The frequency and intensity of severe convective storm events have increased sharply, pushing insured losses into the tens of billions globally. A recent Allianz report says these risks can still be reduced, though it will take a mix of traditional resilience measures and newer AI-driven tools.
In 2025 alone, severe convective storms accounted for nearly half of all insured natural catastrophe losses, at more than $60 bn. From 2023 through 2025, total losses from these events exceeded $200 bn.
The US remains the main hotspot for severe convective storm risk, generating more than 80% of global insured loss value. That fits with a broader pattern, natural catastrophes keep ranking among the leading business risks in the Allianz Risk Barometer.
Allianz identified hailstorms as the biggest driver of severe convective storm losses, estimating they account for 50% to 80% of all claims. That is the pressure point. It’s not marginal anymore.
The US leads globally in hail-related claims, though Allianz Commercial says other regions have also seen meaningful damage from hailstorms. The exposure is wider than people tend to assume.
According to Beinsure analysts, hail has shifted from a recurring nuisance into a capital-relevant loss driver for insurers, reinsurers, and asset-heavy businesses. Losses keep stacking, and the old secondary-peril label looks weaker every year.
Allianz says resilience against this risk needs to move higher on the agenda for any company with exposed assets in high-risk areas. Standard scenario planning no longer looks sufficient on its own.
The report argues that AI-based approaches can identify physical vulnerabilities in advance and support earlier, more targeted mitigation.
Thomas Lillelund, chief executive of Allianz Commercial, said severe convective storms are still often treated as a secondary peril, even though their cumulative losses now rival and sometimes exceed those from primary perils such as hurricanes. He said businesses need to reassess exposure and strengthen operational resilience through proactive measures grounded in local risk conditions.
Exposure has also grown because more people and more assets are moving into hazard-prone areas. Rapid urbanisation, ageing infrastructure, older buildings, and weak building codes all raise the value and severity of losses.
These storms do not always last long and usually hit limited areas. Still, when they strike densely populated regions, the economic and insured losses can be heavy.
Some of the most expensive hail-related claims come from damage to aircraft, commercial buildings, manufacturing plants, and renewable energy assets, including solar panels. Claim severity also rises when inflation pushes up repair and rebuild costs or when labour and material shortages slow recovery.

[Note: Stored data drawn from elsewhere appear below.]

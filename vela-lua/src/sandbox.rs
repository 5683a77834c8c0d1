//! Lua sandbox creation
//!
//! Templates run in a Lua state with only the pure standard libraries
//! (table, string, math, utf8). Nothing can reach the filesystem, the
//! process environment or load further code. Execution is metered by an
//! instruction hook so a hostile template cannot run forever.

use mlua::{
    Function, HookTriggers, Lua, LuaOptions, Result as LuaResult, StdLib, Thread, Value,
    Variadic, VmState,
};
use mlua::{FromLuaMulti, IntoLuaMulti};
use std::sync::Arc;
use std::sync::atomic::{AtomicU64, Ordering};
use tracing::debug;

/// Globals from the base library that load code or poke at the collector
const REMOVED_GLOBALS: [&str; 5] = ["require", "dofile", "loadfile", "load", "collectgarbage"];

/// Create a restricted Lua sandbox
///
/// `print` is kept but writes to the debug log. An optional memory limit in
/// bytes caps allocations for the lifetime of the state.
pub fn create_sandbox(memory_limit: Option<usize>) -> LuaResult<Lua> {
    let lua = Lua::new_with(
        StdLib::TABLE | StdLib::STRING | StdLib::MATH | StdLib::UTF8,
        LuaOptions::default(),
    )?;

    let globals = lua.globals();
    for name in REMOVED_GLOBALS {
        globals.set(name, mlua::Nil)?;
    }

    let print = lua.create_function(|lua, args: Variadic<Value>| {
        let tostring: Function = lua.globals().get("tostring")?;
        let mut parts = Vec::with_capacity(args.len());
        for arg in args {
            parts.push(tostring.call::<String>(arg)?);
        }
        debug!(target: "vela_lua::print", "{}", parts.join("\t"));
        Ok(())
    })?;
    globals.set("print", print)?;

    if let Some(limit) = memory_limit {
        lua.set_memory_limit(limit)?;
    }

    Ok(lua)
}

/// Instruction counter shared by every thread a render runs
///
/// Each executed VM instruction increments the counter; once it passes the
/// limit the hook raises an error that unwinds the running script.
#[derive(Debug, Clone)]
pub struct InstructionBudget {
    limit: u64,
    used: Arc<AtomicU64>,
}

impl InstructionBudget {
    pub fn new(limit: u64) -> Self {
        Self {
            limit,
            used: Arc::new(AtomicU64::new(0)),
        }
    }

    pub fn limit(&self) -> u64 {
        self.limit
    }

    pub fn used(&self) -> u64 {
        self.used.load(Ordering::Relaxed)
    }

    pub fn is_exhausted(&self) -> bool {
        self.used() > self.limit
    }

    /// Meter every instruction executed on `thread`
    pub fn attach(&self, thread: &Thread) -> LuaResult<()> {
        let used = self.used.clone();
        let limit = self.limit;

        thread.set_hook(
            HookTriggers::new().every_nth_instruction(1),
            move |_lua, _debug| {
                if used.fetch_add(1, Ordering::Relaxed) + 1 > limit {
                    return Err(mlua::Error::runtime(format!(
                        "step limit of {} exceeded",
                        limit
                    )));
                }
                Ok(VmState::Continue)
            },
        )
    }

    /// Call `function` on a fresh metered thread
    pub fn call<R: FromLuaMulti>(
        &self,
        lua: &Lua,
        function: Function,
        args: impl IntoLuaMulti,
    ) -> LuaResult<R> {
        let thread = lua.create_thread(function)?;
        self.attach(&thread)?;
        thread.resume(args)
    }
}
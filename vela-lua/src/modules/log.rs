//! Logging module for Lua templates
//!
//! Scripts call `log.info(...)` and friends. Where the messages end up is
//! decided by the [`LogSink`] the module is built with: the renderer forwards
//! them to `tracing` and keeps warnings for the render result.

use crate::module::{ModuleMetadata, VelaModule};
use mlua::prelude::*;
use std::sync::{Arc, Mutex};
use tracing::{debug, error, info, warn};

/// Severity of a message logged from a script
#[derive(Debug, Clone, Copy, PartialEq, Eq)]
pub enum LogLevel {
    Debug,
    Info,
    Warning,
    Error,
}

impl LogLevel {
    fn function_name(self) -> &'static str {
        match self {
            LogLevel::Debug => "debug",
            LogLevel::Info => "info",
            LogLevel::Warning => "warning",
            LogLevel::Error => "error",
        }
    }
}

/// Destination for script log messages
pub trait LogSink: Send + Sync {
    fn write(&mut self, level: LogLevel, message: &str);
}

/// Sink used while rendering: messages go to `tracing`, warnings are kept
#[derive(Debug, Default)]
pub struct RenderSink {
    template: String,
    warnings: Vec<String>,
}

impl RenderSink {
    pub fn new(template: impl Into<String>) -> Self {
        Self {
            template: template.into(),
            warnings: Vec::new(),
        }
    }

    /// Drain the warnings collected so far
    pub fn take_warnings(&mut self) -> Vec<String> {
        std::mem::take(&mut self.warnings)
    }
}

impl LogSink for RenderSink {
    fn write(&mut self, level: LogLevel, message: &str) {
        let template = self.template.as_str();
        match level {
            LogLevel::Debug => debug!(template, "{}", message),
            LogLevel::Info => info!(template, "{}", message),
            LogLevel::Warning => {
                warn!(template, "{}", message);
                self.warnings.push(message.to_string());
            }
            LogLevel::Error => error!(template, "{}", message),
        }
    }
}

/// Sink that drops everything, used for stub generation
#[derive(Debug, Default)]
pub struct NullSink;

impl LogSink for NullSink {
    fn write(&mut self, _level: LogLevel, _message: &str) {}
}

pub struct LogModule<S: LogSink> {
    sink: Arc<Mutex<S>>,
}

impl<S: LogSink> LogModule<S> {
    pub fn new(sink: S) -> Self {
        Self {
            sink: Arc::new(Mutex::new(sink)),
        }
    }

    /// Shared handle to the sink, for reading back what was logged
    pub fn sink(&self) -> Arc<Mutex<S>> {
        self.sink.clone()
    }
}

impl<S: LogSink + 'static> VelaModule for LogModule<S> {
    fn id(&self) -> &'static str {
        "log"
    }

    fn register(&self, lua: &Lua) -> LuaResult<()> {
        let log_table = lua.create_table()?;

        for level in [
            LogLevel::Debug,
            LogLevel::Info,
            LogLevel::Warning,
            LogLevel::Error,
        ] {
            let sink = self.sink.clone();
            log_table.set(
                level.function_name(),
                lua.create_function(move |_, msg: String| {
                    sink.lock()
                        .map_err(|e| LuaError::RuntimeError(format!("Failed to lock sink: {}", e)))?
                        .write(level, &msg);
                    Ok(())
                })?,
            )?;
        }

        lua.globals().set(self.id(), log_table)?;
        Ok(())
    }

    fn stubs(&self) -> String {
        r#"---@meta

---Logging module for Vela templates
---@class log
log = {}

---Log a debug message
---@param msg string The message to log
function log.debug(msg) end

---Log an info message
---@param msg string The message to log
function log.info(msg) end

---Log a warning message, reported alongside the rendered pipeline
---@param msg string The message to log
function log.warning(msg) end

---Log an error message
---@param msg string The message to log
function log.error(msg) end
"#
        .to_string()
    }

    fn metadata(&self) -> ModuleMetadata {
        ModuleMetadata {
            id: self.id(),
            version: "1.0.0",
            description: "Logging functionality for Vela templates",
        }
    }
}

#[cfg(test)]
mod tests {
    use super::*;

    struct TestLogSink {
        messages: Arc<Mutex<Vec<(LogLevel, String)>>>,
    }

    impl TestLogSink {
        fn new() -> (Self, Arc<Mutex<Vec<(LogLevel, String)>>>) {
            let messages = Arc::new(Mutex::new(Vec::new()));
            (
                Self {
                    messages: messages.clone(),
                },
                messages,
            )
        }
    }

    impl LogSink for TestLogSink {
        fn write(&mut self, level: LogLevel, message: &str) {
            self.messages
                .lock()
                .unwrap()
                .push((level, message.to_string()));
        }
    }

    #[test]
    fn test_log_module_registration() {
        let (sink, _messages) = TestLogSink::new();
        let lua = Lua::new();
        let module = LogModule::new(sink);

        assert_eq!(module.id(), "log");
        assert!(module.register(&lua).is_ok());

        let result: LuaResult<bool> = lua.load("return type(log.warning) == 'function'").eval();
        assert!(result.unwrap());
    }

    #[test]
    fn test_log_all_levels() {
        let (sink, messages) = TestLogSink::new();
        let lua = Lua::new();
        LogModule::new(sink).register(&lua).unwrap();

        lua.load(
            r#"
            log.debug("debug")
            log.info("info")
            log.warning("warning")
            log.error("error")
        "#,
        )
        .exec()
        .unwrap();

        let logs = messages.lock().unwrap();
        assert_eq!(logs.len(), 4);
        assert_eq!(logs[0].0, LogLevel::Debug);
        assert_eq!(logs[1].0, LogLevel::Info);
        assert_eq!(logs[2], (LogLevel::Warning, "warning".to_string()));
        assert_eq!(logs[3].0, LogLevel::Error);
    }

    #[test]
    fn test_render_sink_keeps_warnings() {
        let lua = Lua::new();
        let module = LogModule::new(RenderSink::new("go"));
        module.register(&lua).unwrap();

        lua.load(r#"log.info("building"); log.warning("image tag is latest")"#)
            .exec()
            .unwrap();

        let warnings = module.sink().lock().unwrap().take_warnings();
        assert_eq!(warnings, vec!["image tag is latest"]);
        assert!(module.sink().lock().unwrap().take_warnings().is_empty());
    }

    #[test]
    fn test_log_module_stubs() {
        let module = LogModule::new(NullSink);
        let stubs = module.stubs();

        assert!(stubs.contains("---@meta"));
        assert!(stubs.contains("function log.warning"));
        assert_eq!(module.metadata().id, "log");
    }
}
//! Environment merging for containers and stages

use crate::error::{Error, Result};
use crate::raw::Environment;

/// Entities carrying an environment that can be overlaid at compile time
pub trait MergeEnv {
    /// Entity kind used in error messages (e.g. "step")
    const KIND: &'static str;

    fn name(&self) -> &str;

    /// The entity's environment, `None` when it has none
    fn environment_mut(&mut self) -> Option<&mut Environment>;

    /// Overlay `environment` onto the entity's environment in place
    ///
    /// An entity without an environment is left untouched. Supplying no
    /// environment to an entity that has one is an error.
    fn merge_env(&mut self, environment: Option<&Environment>) -> Result<()> {
        if self.environment_mut().is_none() {
            return Ok(());
        }

        let Some(environment) = environment else {
            return Err(Error::EmptyEnvironment {
                kind: Self::KIND,
                name: self.name().to_string(),
            });
        };

        if let Some(existing) = self.environment_mut() {
            existing.extend(
                environment
                    .iter()
                    .map(|(key, value)| (key.clone(), value.clone())),
            );
        }

        Ok(())
    }
}

impl<T: MergeEnv> MergeEnv for Option<T> {
    const KIND: &'static str = T::KIND;

    fn name(&self) -> &str {
        self.as_ref().map(T::name).unwrap_or_default()
    }

    fn environment_mut(&mut self) -> Option<&mut Environment> {
        self.as_mut().and_then(T::environment_mut)
    }
}
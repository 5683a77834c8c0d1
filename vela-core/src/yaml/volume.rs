//! Volume decoding

use serde::de::{self, Deserializer};
use serde::{Deserialize, Serialize};

use crate::constants::ACCESS_MODE_READ_ONLY;

/// A bind mount attached to a step
///
/// Accepts `"/src"`, `"/src:/dst"` and `"/src:/dst:mode"` shorthand as well as
/// the explicit object form.
#[derive(Debug, Clone, PartialEq, Eq, Serialize)]
pub struct Volume {
    pub source: String,
    pub destination: String,
    pub access_mode: String,
}

impl Volume {
    /// Parse the colon-delimited shorthand
    pub fn parse(shorthand: &str) -> Result<Self, String> {
        let parts: Vec<&str> = shorthand.split(':').collect();

        let (source, destination, access_mode) = match parts.as_slice() {
            [source] => (*source, *source, ACCESS_MODE_READ_ONLY),
            [source, destination] => (*source, *destination, ACCESS_MODE_READ_ONLY),
            [source, destination, mode] => (*source, *destination, *mode),
            _ => {
                return Err(format!(
                    "volume '{}' must be in source[:destination[:mode]] form",
                    shorthand
                ));
            }
        };

        Ok(Volume {
            source: source.to_string(),
            destination: destination.to_string(),
            access_mode: access_mode.to_string(),
        })
    }
}

#[derive(Deserialize)]
#[serde(untagged)]
enum RawVolume {
    Shorthand(String),
    Object {
        source: String,
        #[serde(default)]
        destination: String,
        #[serde(default)]
        access_mode: String,
    },
}

impl<'de> Deserialize<'de> for Volume {
    fn deserialize<D: Deserializer<'de>>(deserializer: D) -> Result<Self, D::Error> {
        match RawVolume::deserialize(deserializer)? {
            RawVolume::Shorthand(shorthand) => Volume::parse(&shorthand).map_err(de::Error::custom),
            RawVolume::Object {
                source,
                destination,
                access_mode,
            } => Ok(Volume {
                destination: if destination.is_empty() {
                    source.clone()
                } else {
                    destination
                },
                access_mode: if access_mode.is_empty() {
                    ACCESS_MODE_READ_ONLY.to_string()
                } else {
                    access_mode
                },
                source,
            }),
        }
    }
}
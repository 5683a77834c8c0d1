//! Values shared across the YAML and canonical pipeline types

/// Schema version assumed when a document omits `version`
pub const DEFAULT_VERSION: &str = "1";

// Image pull policies
pub const PULL_ALWAYS: &str = "always";
pub const PULL_NOT_PRESENT: &str = "not_present";
pub const PULL_ON_START: &str = "on_start";
pub const PULL_NEVER: &str = "never";

pub const PULL_POLICIES: [&str; 4] = [PULL_ALWAYS, PULL_NOT_PRESENT, PULL_ON_START, PULL_NEVER];

// Ruleset matchers and operators
pub const MATCHER_FILEPATH: &str = "filepath";
pub const MATCHER_REGEX: &str = "regexp";
pub const OPERATOR_AND: &str = "and";
pub const OPERATOR_OR: &str = "or";

// Events and their legacy expansions
pub const EVENT_PULL: &str = "pull_request";
pub const EVENT_PULL_OPENED: &str = "pull_request:opened";
pub const EVENT_PULL_SYNCHRONIZE: &str = "pull_request:synchronize";
pub const EVENT_PULL_REOPENED: &str = "pull_request:reopened";
pub const EVENT_DEPLOY: &str = "deployment";
pub const EVENT_DEPLOY_CREATED: &str = "deployment:created";
pub const EVENT_COMMENT: &str = "comment";
pub const EVENT_COMMENT_CREATED: &str = "comment:created";
pub const EVENT_COMMENT_EDITED: &str = "comment:edited";

// Secrets
pub const SECRET_ENGINE_NATIVE: &str = "native";
pub const SECRET_TYPE_REPO: &str = "repo";
pub const SECRET_PULL_BUILD: &str = "build_start";
pub const SECRET_PULL_STEP: &str = "step_start";

// Volumes
pub const ACCESS_MODE_READ_ONLY: &str = "ro";

// Stages that never depend on the clone stage
pub const STAGE_CLONE: &str = "clone";
pub const STAGE_INIT: &str = "init";

/// Template format assumed when a template reference omits `format`
pub const TEMPLATE_FORMAT_DEFAULT: &str = "handlebars";
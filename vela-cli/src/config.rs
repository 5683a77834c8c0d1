//! Configuration module
//!
//! Turns the global flags into a compiler configuration.

use anyhow::{Context, Result};
use vela_compiler::{Compiler, CompilerConfig};
use vela_core::Engine;

/// CLI configuration
#[derive(Debug, Clone)]
pub struct Config {
    pub compiler: CompilerConfig,
}

impl Config {
    pub fn new(
        default_engine: Engine,
        script_exec_limit: i64,
        script_memory_limit: Option<usize>,
    ) -> Result<Self> {
        let compiler = CompilerConfig::new()
            .with_engine(default_engine)
            .with_script_exec_limit(script_exec_limit)
            .with_script_memory_limit(script_memory_limit);

        compiler
            .validate()
            .context("Invalid compiler configuration")?;

        Ok(Self { compiler })
    }

    pub fn compiler(&self) -> Result<Compiler> {
        Compiler::new(self.compiler.clone()).context("Failed to create compiler")
    }
}
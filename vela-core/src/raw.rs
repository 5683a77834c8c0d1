//! Shorthand-tolerant field decoders
//!
//! Pipeline authors may write `branch: main` instead of `branch: [main]`, or
//! `environment: [FOO=bar]` instead of a mapping. These helpers are wired into
//! the document types with `#[serde(deserialize_with = ...)]`.

use serde::de::{self, Deserializer, MapAccess, SeqAccess, Visitor};
use serde::Deserialize;
use std::collections::BTreeMap;
use std::fmt;

/// Environment variables attached to a pipeline entity
pub type Environment = BTreeMap<String, String>;

/// A scalar rendered as a string, used for list elements and map values
///
/// `float` marks values decoded from a floating point number, whose written
/// form (`1.10`, `2.0`) is already lost.
struct Scalar {
    text: String,
    float: bool,
}

impl Scalar {
    fn text(text: String) -> Self {
        Self { text, float: false }
    }
}

fn inexact_rule_value<E: de::Error>(value: impl fmt::Display) -> E {
    E::custom(format!(
        "rule value {} is a floating point number; quote it to keep its exact text",
        value
    ))
}

impl<'de> Deserialize<'de> for Scalar {
    fn deserialize<D: Deserializer<'de>>(deserializer: D) -> Result<Self, D::Error> {
        struct ScalarVisitor;

        impl<'de> Visitor<'de> for ScalarVisitor {
            type Value = Scalar;

            fn expecting(&self, f: &mut fmt::Formatter) -> fmt::Result {
                f.write_str("a string, number or boolean")
            }

            fn visit_str<E: de::Error>(self, v: &str) -> Result<Scalar, E> {
                Ok(Scalar::text(v.to_string()))
            }

            fn visit_string<E: de::Error>(self, v: String) -> Result<Scalar, E> {
                Ok(Scalar::text(v))
            }

            fn visit_bool<E: de::Error>(self, v: bool) -> Result<Scalar, E> {
                Ok(Scalar::text(v.to_string()))
            }

            fn visit_i64<E: de::Error>(self, v: i64) -> Result<Scalar, E> {
                Ok(Scalar::text(v.to_string()))
            }

            fn visit_u64<E: de::Error>(self, v: u64) -> Result<Scalar, E> {
                Ok(Scalar::text(v.to_string()))
            }

            fn visit_f64<E: de::Error>(self, v: f64) -> Result<Scalar, E> {
                Ok(Scalar {
                    text: v.to_string(),
                    float: true,
                })
            }

            fn visit_unit<E: de::Error>(self) -> Result<Scalar, E> {
                Ok(Scalar::text(String::new()))
            }
        }

        deserializer.deserialize_any(ScalarVisitor)
    }
}

/// Decode any scalar (string, number, boolean or null) as a string
pub fn scalar<'de, D>(deserializer: D) -> Result<String, D::Error>
where
    D: Deserializer<'de>,
{
    Scalar::deserialize(deserializer).map(|scalar| scalar.text)
}

/// Decode a scalar or a sequence of scalars into a list of strings
pub fn string_slice<'de, D>(deserializer: D) -> Result<Vec<String>, D::Error>
where
    D: Deserializer<'de>,
{
    deserializer.deserialize_any(StringSliceVisitor { exact: false })
}

/// Like [`string_slice`], rejecting floating point numbers
///
/// Rule values are matched as text, so `tag: 1.10` must not quietly become
/// `1.1`.
pub fn rule_values<'de, D>(deserializer: D) -> Result<Vec<String>, D::Error>
where
    D: Deserializer<'de>,
{
    deserializer.deserialize_any(StringSliceVisitor { exact: true })
}

struct StringSliceVisitor {
    exact: bool,
}

impl<'de> Visitor<'de> for StringSliceVisitor {
    type Value = Vec<String>;

    fn expecting(&self, f: &mut fmt::Formatter) -> fmt::Result {
        f.write_str("a string or a list of strings")
    }

    fn visit_str<E: de::Error>(self, v: &str) -> Result<Self::Value, E> {
        Ok(vec![v.to_string()])
    }

    fn visit_string<E: de::Error>(self, v: String) -> Result<Self::Value, E> {
        Ok(vec![v])
    }

    fn visit_bool<E: de::Error>(self, v: bool) -> Result<Self::Value, E> {
        Ok(vec![v.to_string()])
    }

    fn visit_i64<E: de::Error>(self, v: i64) -> Result<Self::Value, E> {
        Ok(vec![v.to_string()])
    }

    fn visit_u64<E: de::Error>(self, v: u64) -> Result<Self::Value, E> {
        Ok(vec![v.to_string()])
    }

    fn visit_f64<E: de::Error>(self, v: f64) -> Result<Self::Value, E> {
        if self.exact {
            return Err(inexact_rule_value(v));
        }
        Ok(vec![v.to_string()])
    }

    fn visit_unit<E: de::Error>(self) -> Result<Self::Value, E> {
        Ok(Vec::new())
    }

    fn visit_none<E: de::Error>(self) -> Result<Self::Value, E> {
        Ok(Vec::new())
    }

    fn visit_seq<A: SeqAccess<'de>>(self, mut seq: A) -> Result<Self::Value, A::Error> {
        let mut values = Vec::new();
        while let Some(scalar) = seq.next_element::<Scalar>()? {
            if self.exact && scalar.float {
                return Err(inexact_rule_value(scalar.text));
            }
            values.push(scalar.text);
        }
        Ok(values)
    }
}

/// Decode a mapping or a list of `KEY=VALUE` strings into an environment
pub fn string_slice_map<'de, D>(deserializer: D) -> Result<Environment, D::Error>
where
    D: Deserializer<'de>,
{
    struct StringSliceMapVisitor;

    impl<'de> Visitor<'de> for StringSliceMapVisitor {
        type Value = Environment;

        fn expecting(&self, f: &mut fmt::Formatter) -> fmt::Result {
            f.write_str("a mapping or a list of KEY=VALUE strings")
        }

        fn visit_unit<E: de::Error>(self) -> Result<Self::Value, E> {
            Ok(Environment::new())
        }

        fn visit_map<A: MapAccess<'de>>(self, mut map: A) -> Result<Self::Value, A::Error> {
            let mut env = Environment::new();
            while let Some((key, value)) = map.next_entry::<String, Scalar>()? {
                env.insert(key, value.text);
            }
            Ok(env)
        }

        fn visit_seq<A: SeqAccess<'de>>(self, mut seq: A) -> Result<Self::Value, A::Error> {
            let mut env = Environment::new();
            while let Some(entry) = seq.next_element::<String>()? {
                let (key, value) = entry.split_once('=').ok_or_else(|| {
                    de::Error::custom(format!(
                        "environment entry '{}' must be in KEY=VALUE form",
                        entry
                    ))
                })?;
                env.insert(key.to_string(), value.to_string());
            }
            Ok(env)
        }
    }

    deserializer.deserialize_any(StringSliceMapVisitor)
}

/// Like [`string_slice_map`], keeping an absent or null environment as `None`
pub fn optional_string_slice_map<'de, D>(deserializer: D) -> Result<Option<Environment>, D::Error>
where
    D: Deserializer<'de>,
{
    let value = Option::<serde_yaml::Value>::deserialize(deserializer)?;
    match value {
        None | Some(serde_yaml::Value::Null) => Ok(None),
        Some(value) => string_slice_map(value)
            .map(Some)
            .map_err(de::Error::custom),
    }
}

#[cfg(test)]
mod tests {
    use super::*;
    use serde::Deserialize;

    #[derive(Debug, Deserialize)]
    struct Fields {
        #[serde(default, deserialize_with = "string_slice")]
        list: Vec<String>,
        #[serde(default, deserialize_with = "optional_string_slice_map")]
        env: Option<Environment>,
    }

    #[test]
    fn test_string_slice_scalar() {
        let fields: Fields = serde_yaml::from_str("list: main").unwrap();
        assert_eq!(fields.list, vec!["main"]);
        assert_eq!(fields.env, None);
    }

    #[test]
    fn test_string_slice_sequence_of_mixed_scalars() {
        let fields: Fields = serde_yaml::from_str("list: [main, 1, true]").unwrap();
        assert_eq!(fields.list, vec!["main", "1", "true"]);
    }

    #[test]
    fn test_rule_values_reject_floats() {
        #[derive(Debug, Deserialize)]
        struct Rule {
            #[serde(default, deserialize_with = "rule_values")]
            values: Vec<String>,
        }

        let rule: Rule = serde_yaml::from_str("values: [main, 7, true]").unwrap();
        assert_eq!(rule.values, vec!["main", "7", "true"]);

        assert!(serde_yaml::from_str::<Rule>("values: 1.10").is_err());
        assert!(serde_yaml::from_str::<Rule>("values: [main, 2.0]").is_err());

        // plain lists keep the lossy form
        let fields: Fields = serde_yaml::from_str("list: [2.0]").unwrap();
        assert_eq!(fields.list, vec!["2"]);
    }

    #[test]
    fn test_string_slice_map_from_mapping() {
        let fields: Fields = serde_yaml::from_str("env: { FOO: bar, NUM: 3 }").unwrap();
        let env = fields.env.unwrap();
        assert_eq!(env.get("FOO"), Some(&"bar".to_string()));
        assert_eq!(env.get("NUM"), Some(&"3".to_string()));
    }

    #[test]
    fn test_string_slice_map_from_list() {
        let fields: Fields = serde_yaml::from_str("env: [FOO=bar, URL=a=b]").unwrap();
        let env = fields.env.unwrap();
        assert_eq!(env.get("FOO"), Some(&"bar".to_string()));
        assert_eq!(env.get("URL"), Some(&"a=b".to_string()));
    }

    #[test]
    fn test_string_slice_map_rejects_bare_entries() {
        let result: Result<Fields, _> = serde_yaml::from_str("env: [FOO]");
        assert!(result.is_err());
    }

    #[test]
    fn test_null_environment_is_absent() {
        let fields: Fields = serde_yaml::from_str("env: ~").unwrap();
        assert_eq!(fields.env, None);
    }
}
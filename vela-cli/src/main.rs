//! Vela CLI
//!
//! Command-line interface for rendering and compiling pipeline templates
//! locally, without a server.

mod commands;
mod config;

use anyhow::Result;
use clap::Parser;
use commands::{Commands, handle_command};
use config::Config;
use tracing_subscriber::{layer::SubscriberExt, util::SubscriberInitExt};
use vela_core::Engine;

#[derive(Parser)]
#[command(name = "vela")]
#[command(about = "Vela pipeline template compiler", long_about = None)]
struct Cli {
    /// Engine for templates whose file extension does not decide it
    #[arg(long, env = "VELA_COMPILER_DEFAULT_ENGINE", default_value = "native", global = true)]
    default_engine: Engine,

    /// Maximum number of Lua VM instructions per render
    #[arg(long, env = "VELA_COMPILER_SCRIPT_EXEC_LIMIT", default_value_t = 7500, global = true)]
    script_exec_limit: i64,

    /// Optional cap on Lua memory, in bytes
    #[arg(long, env = "VELA_COMPILER_SCRIPT_MEMORY_LIMIT", global = true)]
    script_memory_limit: Option<usize>,

    #[command(subcommand)]
    command: Commands,
}

fn main() -> Result<()> {
    tracing_subscriber::registry()
        .with(
            tracing_subscriber::EnvFilter::try_from_default_env()
                .unwrap_or_else(|_| "vela_compiler=info,vela_lua=info".into()),
        )
        .with(tracing_subscriber::fmt::layer().with_writer(std::io::stderr))
        .init();

    let cli = Cli::parse();

    let config = Config::new(
        cli.default_engine,
        cli.script_exec_limit,
        cli.script_memory_limit,
    )?;

    handle_command(cli.command, &config)
}
//! Ulimit decoding

use serde::de::{self, Deserializer};
use serde::{Deserialize, Serialize};

/// A resource limit for a container
///
/// Accepts `name=soft:hard`, `name=value` or the explicit object form.
#[derive(Debug, Clone, PartialEq, Eq, Serialize)]
pub struct Ulimit {
    pub name: String,
    pub soft: i64,
    pub hard: i64,
}

impl Ulimit {
    pub fn parse(shorthand: &str) -> Result<Self, String> {
        let (name, limits) = shorthand
            .split_once('=')
            .ok_or_else(|| format!("ulimit '{}' must be in name=soft:hard form", shorthand))?;

        let parse_limit = |value: &str| {
            value
                .parse::<i64>()
                .map_err(|e| format!("ulimit '{}' has invalid limit '{}': {}", shorthand, value, e))
        };

        let limits: Vec<&str> = limits.split(':').collect();
        let (soft, hard) = match limits.as_slice() {
            [value] => {
                let value = parse_limit(*value)?;
                (value, value)
            }
            [soft, hard] => (parse_limit(*soft)?, parse_limit(*hard)?),
            _ => return Err(format!("ulimit '{}' must be in name=soft:hard form", shorthand)),
        };

        Ok(Ulimit {
            name: name.to_string(),
            soft,
            hard,
        })
    }
}

#[derive(Deserialize)]
#[serde(untagged)]
enum RawUlimit {
    Shorthand(String),
    Object {
        name: String,
        #[serde(default)]
        soft: i64,
        #[serde(default)]
        hard: i64,
    },
}

impl<'de> Deserialize<'de> for Ulimit {
    fn deserialize<D: Deserializer<'de>>(deserializer: D) -> Result<Self, D::Error> {
        match RawUlimit::deserialize(deserializer)? {
            RawUlimit::Shorthand(shorthand) => Ulimit::parse(&shorthand).map_err(de::Error::custom),
            RawUlimit::Object { name, soft, hard } => Ok(Ulimit {
                name,
                soft,
                hard: if hard == 0 { soft } else { hard },
            }),
        }
    }
}

#[cfg(test)]
mod tests {
    use super::*;

    #[test]
    fn test_shorthand() {
        let ulimits: Vec<Ulimit> = serde_yaml::from_str(r#"["foo=1024", "bar=1024:2048"]"#).unwrap();

        assert_eq!(ulimits[0].name, "foo");
        assert_eq!((ulimits[0].soft, ulimits[0].hard), (1024, 1024));
        assert_eq!(ulimits[1].name, "bar");
        assert_eq!((ulimits[1].soft, ulimits[1].hard), (1024, 2048));
    }

    #[test]
    fn test_object_form() {
        let ulimits: Vec<Ulimit> = serde_yaml::from_str("- { name: nofile, soft: 10 }").unwrap();
        assert_eq!((ulimits[0].soft, ulimits[0].hard), (10, 10));
    }

    #[test]
    fn test_invalid_shorthand() {
        assert!(Ulimit::parse("nofile").is_err());
        assert!(Ulimit::parse("nofile=a").is_err());
        assert!(Ulimit::parse("nofile=1:2:3").is_err());
    }
}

Scenario analysis remains central to climate risk assessment and resilience planning. Allianz says organisations no longer need to wait for major storm losses before acting.
With AI-supported insight, they can identify vulnerabilities in roofs, facades, equipment, and other exposed assets, then prioritise upgrades meant to reduce future damage.
This kind of forward-looking analysis helps businesses understand how different climate paths may affect assets, operations, and performance. It can also reveal hidden weak points and tipping points that traditional approaches often miss.
Allianz says this improves decision-making by allowing companies to test adaptation options, focus spending more precisely, and build strategies designed to hold up under different future conditions.
Michael Bruch, global head of risk advisory consulting services at Allianz Commercial, said traditional catastrophe models have struggled to capture property-specific risk details such as roof type, asset value, or the cumulative effect of hail on building envelopes.
Traditional catastrophe models have long struggled to capture property-specific risk factors, such as roof type and asset value, or the cumulative effects of hazards like hail on building envelopes
Michael Bruch, Allianz Commercial
He added that as AI becomes more embedded in core risk processes, its biggest value for customers will come from supporting smarter and more evidence-based resilience strategies that adjust to changing weather patterns instead of leaning on historical norms.
In his view, a data- and AI-driven risk management model is where this is heading, and companies will need it if they want to perform in a more volatile climate environment.